A congenial atmosphere took root as soon as we boarded the bus, with strangers swapping stories and sharing snacks. The girls from St. Ann’s, many of whom spent the night together at a sleepover, are a bit sleep-deprived and giddy about their big day, which may explain why they spontaneously broke out in the song, “Our God is an Awesome God” complete with the corresponding sign language, about a half-hour into the trip.
“I slept five hours last night,” said Rae-Anna Muise, 13, of Dorchester, who was lying across two seats flipping through a Seventeen magazine with her friend Michelle Olson, 14, sitting on top of her.

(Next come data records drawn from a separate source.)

//! Vehicle service
//!
//! Registration, lookup and removal of vehicles. Removing a vehicle also
//! removes every service record that belongs to it.

use tracing::{info, warn};

use crate::audit::{AuditEntry, EntityType};
use crate::error::{RideCareError, RideCareResult};
use crate::models::{Vehicle, VehicleId};
use crate::storage::Storage;

/// Outcome of deleting a vehicle
#[derive(Debug, Clone)]
pub struct VehicleDeletion {
    pub vehicle: Vehicle,
    pub removed_records: usize,
}

/// Service for vehicle management
pub struct VehicleService<'a> {
    storage: &'a Storage,
}

impl<'a> VehicleService<'a> {
    /// Create a new vehicle service
    pub fn new(storage: &'a Storage) -> Self {
        Self { storage }
    }

    /// Register a new vehicle
    pub fn create(&self, vehicle_number: &str, owner_name: &str, model: &str) -> RideCareResult<Vehicle> {
        let vehicle = Vehicle::new(vehicle_number.trim(), owner_name.trim(), model.trim());

        vehicle
            .validate()
            .map_err(|e| RideCareError::Validation(e.to_string()))?;

        if self
            .storage
            .vehicles
            .number_exists(&vehicle.vehicle_number, None)?
        {
            warn!(number = %vehicle.vehicle_number, "vehicle number already registered");
            return Err(RideCareError::Duplicate {
                entity_type: "Vehicle",
                identifier: vehicle.vehicle_number.clone(),
            });
        }

        self.storage.vehicles.upsert(vehicle.clone())?;
        self.storage.vehicles.save()?;

        self.storage.log_create(
            EntityType::Vehicle,
            vehicle.id.to_string(),
            Some(vehicle.vehicle_number.clone()),
            &vehicle,
        )?;

        info!(vehicle_id = %vehicle.id, number = %vehicle.vehicle_number, "registered vehicle");
        Ok(vehicle)
    }

    /// Get a vehicle by ID
    pub fn get(&self, id: VehicleId) -> RideCareResult<Option<Vehicle>> {
        self.storage.vehicles.get(id)
    }

    /// Find a vehicle by number or ID
    pub fn find(&self, identifier: &str) -> RideCareResult<Option<Vehicle>> {
        if let Some(vehicle) = self.storage.vehicles.get_by_number(identifier)? {
            return Ok(Some(vehicle));
        }

        if let Ok(id) = identifier.trim().parse::<VehicleId>() {
            return self.storage.vehicles.get(id);
        }

        Ok(None)
    }

    /// Find a vehicle or fail with a not-found error
    pub fn require(&self, identifier: &str) -> RideCareResult<Vehicle> {
        self.find(identifier)?
            .ok_or_else(|| RideCareError::vehicle_not_found(identifier))
    }

    /// List vehicles in registration order
    pub fn list(&self, skip: usize, limit: usize) -> RideCareResult<Vec<Vehicle>> {
        Ok(self
            .storage
            .vehicles
            .get_all()?
            .into_iter()
            .skip(skip)
            .take(limit)
            .collect())
    }

    /// Delete a vehicle together with its service records
    pub fn delete(&self, id: VehicleId) -> RideCareResult<VehicleDeletion> {
        let vehicle = self
            .storage
            .vehicles
            .get(id)?
            .ok_or_else(|| RideCareError::vehicle_not_found(id.to_string()))?;

        let removed = self.storage.service_records.delete_by_vehicle(id)?;
        self.storage.vehicles.delete(id)?;

        self.storage.service_records.save()?;
        self.storage.vehicles.save()?;

        let cause = format!("vehicle {} deleted", vehicle.vehicle_number);
        let mut entries: Vec<AuditEntry> = removed
            .iter()
            .map(|record| {
                AuditEntry::delete(EntityType::ServiceRecord, record.id.to_string(), None, record)
                    .caused_by(cause.clone())
            })
            .collect();
        entries.push(AuditEntry::delete(
            EntityType::Vehicle,
            vehicle.id.to_string(),
            Some(vehicle.vehicle_number.clone()),
            &vehicle,
        ));
        self.storage.log_deletes(&entries)?;

        info!(
            vehicle_id = %vehicle.id,
            removed_records = removed.len(),
            "deleted vehicle"
        );

        Ok(VehicleDeletion {
            vehicle,
            removed_records: removed.len(),
        })
    }

    /// Count registered vehicles
    pub fn count(&self) -> RideCareResult<usize> {
        self.storage.vehicles.count()
    }
}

While the girls' giggles and singing dominate the back of the bus, it’s much quieter up front where most people are dozing or reading. Clara Garcia has been knitting most of the trip. The 60-year-old Guatemalan immigrant said she’s excited about the prospect of her first papal Mass.
“I didn’t think I had any chance of getting tickets,” said Garcia, who attends St. Thomas Aquinas parish in Jamaica Plain.
But while the mood on the bus is somewhat subdued, many expect that to change once we arrive.
“I think once we get there it’s going to be a different thing,” Garcia said. “I think I’ll feel something very heavy inside that’s going to make me a better person.”